Receiving Wide Coverage ...

Deal or No Deal: Bank of America and the Justice Department are at odds over how much the Charlotte, N.C., bank should pay to settle charges that it sold shoddy mortgage-backed securities in the run-up to the financial crisis. According to the Wall Street Journal, DOJ lawyers rebuffed B of A's offer to pay $13 billion in cash and consumer relief in a Tuesday meeting. The Financial Times' sources say Bank of America did not make a new offer in the meeting, while the New York Times merely notes that lawyers for the two sides are "far from reaching a deal." The DOJ is asking for up to $17 billion in cash and consumer relief, according to the Times. Associate Attorney General Tony West suggested in a Wednesday speech that the government is perfectly willing to take B of A to court, though he did not directly name the bank. "We do not investigate these matters intending to settle them," he said. "Resolving these cases will require more than simply seeking a meeting with the attorney-general." B of A's investors are worried that the settlement amount will wind up being higher than expected or lead to big litigation costs, according to a separate article in the Journal. The investors have plenty of additional things to worry about, according to Antony Currie's analysis of the bank's second-quarter results in Reuters Breakigviews. "The $2 billion earnings figure reported by the bank on Wednesday is, on the face of it, abysmal," he writes.

Funding Circle's Big News: Former Wachovia chief executive Bob Steel has turned up on the board of peer-to-peer business lender Funding Circle, according to the FT. Funding Circle also announced Wednesday that it had raised $65 million in new funding — "the largest funding round to date for a peer-to-peer lender," the FT reports. The Times takes the news of Funding Circle's latest investment as an opportunity to profile the company and take a look at the increasing trendy peer-to-peer lending market.

Raising the Roof on Rates: Financial heavyweights are leaning on the Federal Reserve to raise interest rates. Larry Fink, chief executive of asset manager BlackRock, told the FT, "We have a central bank that has not admitted we have structural unemployment … Factories that used to employ thousands now employ 200. For the U.S. to grow above trend, it has to be about government policy not central bank policy." Meanwhile, hedge fund managers at the CNBC Delivering Alpha conference repeatedly pushed for a rate hike, according to the Times. They argued that the economy has showed sufficient improvement in the years since the financial crisis and could withstand such an increase.

Wall Street Journal

Federal Reserve Chair Janet Yellen took a stand against a House bill that would require the Fed to determine its benchmark short-term interest rate with a mathematical formula, removing the central bank's ability to use discretion in making such decisions. "It is utterly necessary for us to provide more monetary-policy accommodation than those simple rules would have suggested," Yellen said. Several Journal commenters say that binding the Fed's decisions to a formula would obviate the need for the central bank, though they disagree about whether or not that would be a good thing.
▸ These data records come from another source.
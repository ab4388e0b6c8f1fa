use serde::Serialize;
use std::fmt;
use std::path::PathBuf;

/// A fully resolved command invocation: the program to run and its
/// arguments, ready for a build executor to spawn.
#[derive(Clone, Debug, Serialize)]
pub struct Invocation {
    pub program: PathBuf,
    pub args: Vec<String>,
}

impl Invocation {
    pub fn new(program: impl Into<PathBuf>) -> Invocation {
        Invocation {
            program: program.into(),
            args: Vec::new(),
        }
    }

    pub fn arg(&mut self, arg: impl Into<String>) -> &mut Invocation {
        self.args.push(arg.into());
        self
    }

    pub fn args<I, S>(&mut self, args: I) -> &mut Invocation
    where
        I: IntoIterator<Item = S>,
        S: Into<String>,
    {
        self.args.extend(args.into_iter().map(Into::into));
        self
    }
}

impl fmt::Display for Invocation {
    fn fmt(&self, f: &mut fmt::Formatter<'_>) -> fmt::Result {
        write!(
            f,
            "{}",
            shell_escape::escape(self.program.display().to_string().into())
        )?;
        for arg in &self.args {
            write!(f, " {}", shell_escape::escape(arg.into()))?;
        }
        Ok(())
    }
}
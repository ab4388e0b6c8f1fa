pub use self::command::Invocation;
pub use self::diagnostics::Diagnostics;
pub use self::errors::{PlanError, PlanResult};
pub use self::fs::{FileSystem, InMemoryFileSystem, LocalFileSystem};

pub mod command;
pub mod diagnostics;
pub mod errors;
pub mod fs;
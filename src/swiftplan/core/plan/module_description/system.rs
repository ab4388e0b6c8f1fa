use std::path::{Path, PathBuf};
use std::sync::Arc;

use crate::core::module::{ModuleKind, ModuleMapType, PkgConfigPaths, ResolvedModule};
use crate::core::plan::Destination;
use crate::util::errors::PlanResult;
use crate::util::Diagnostics;

/// Build description of a system-library module. Nothing compiles; the
/// description carries the module map reference and whatever include and
/// library paths the pkg-config lookup resolved upstream. A failed
/// lookup with declared providers produces a warning with an
/// installation hint, never an error.
#[derive(Debug)]
pub struct SystemModuleBuildDescription {
    module: Arc<ResolvedModule>,
    destination: Destination,
    module_map_path: PathBuf,
    pkg_config: Option<PkgConfigPaths>,
}

impl SystemModuleBuildDescription {
    pub(crate) fn new(
        module: Arc<ResolvedModule>,
        destination: Destination,
        diagnostics: &mut Diagnostics,
    ) -> PlanResult<SystemModuleBuildDescription> {
        let (pkg_config_name, pkg_config, providers) = match module.kind() {
            ModuleKind::SystemLibrary {
                pkg_config_name,
                pkg_config,
                providers,
            } => (pkg_config_name.clone(), pkg_config.clone(), providers.clone()),
            other => anyhow::bail!(
                "module '{}' is not a system library (kind {:?})",
                module.name(),
                other
            ),
        };
        let module_map_path = match module.module_map() {
            ModuleMapType::Custom(path) => path.clone(),
            _ => anyhow::bail!(
                "system library '{}' provides no module map",
                module.name()
            ),
        };
        if pkg_config.is_none() {
            if let Some(name) = &pkg_config_name {
                let mut message = format!(
                    "couldn't find pkg-config information for '{name}' (module '{}')",
                    module.name()
                );
                for provider in &providers {
                    message.push_str(&format!(
                        "; you may be able to install it with `{}`",
                        provider.installation_hint()
                    ));
                }
                diagnostics.warn(message);
            }
        }
        Ok(SystemModuleBuildDescription {
            module,
            destination,
            module_map_path,
            pkg_config,
        })
    }

    pub fn module(&self) -> &Arc<ResolvedModule> {
        &self.module
    }

    pub fn destination(&self) -> Destination {
        self.destination
    }

    pub fn module_map_path(&self) -> &Path {
        &self.module_map_path
    }

    pub fn pkg_config(&self) -> Option<&PkgConfigPaths> {
        self.pkg_config.as_ref()
    }

    /// Linker inputs contributed to consuming products.
    pub fn linker_arguments(&self) -> Vec<String> {
        let mut args = Vec::new();
        if let Some(paths) = &self.pkg_config {
            for dir in &paths.library_paths {
                args.push("-L".to_string());
                args.push(dir.display().to_string());
            }
            for library in &paths.libraries {
                args.push(format!("-l{library}"));
            }
        }
        args
    }
}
What's the best way to deter corporate crime — send blameworthy employees to jail or slap the companies with hefty penalties and bet that disgruntled shareholders will force reform? Top officials in the Justice Department and the Federal Bureau of Investigation have thrown their support behind the latter method after years of supporting the former, the Journal reports. The theory that investors can bring about major change is "unrealistic," according to John Coffee, director of the Center on Corporate Governance at Columbia University, because shareholders' "influence is so diffuse that it is usually difficult to direct specific actions by executives running the company." Investors' reactions to the news of Citigroup's $7 billion mortgage-backed securities settlement this week also seem to cast doubt on the deterrence theory. They're not mad about the settlement; in fact, the Journal says, most shareholders "now say the bank did the right thing."

Financial Times

Eurozone banks had better be good at fast fixes: they'll have two weeks to come up with plans to remedy problems identified by stress tests this fall.

New York Times

Banks are more willing to lend to small businesses than entrepreneurs might suspect, according to the Times. Industry observers say the economic recovery has improved the fortunes of many small businesses, while "business owners' personal cash flows have improved … and the value of their homes, which are often used for collateral, has stabilized if not risen." A pair of Colorado restaurateurs looking to open a third location of their burger chain successfully negotiated a bidding war among multiple lenders—and they didn't even have to put their home on the line.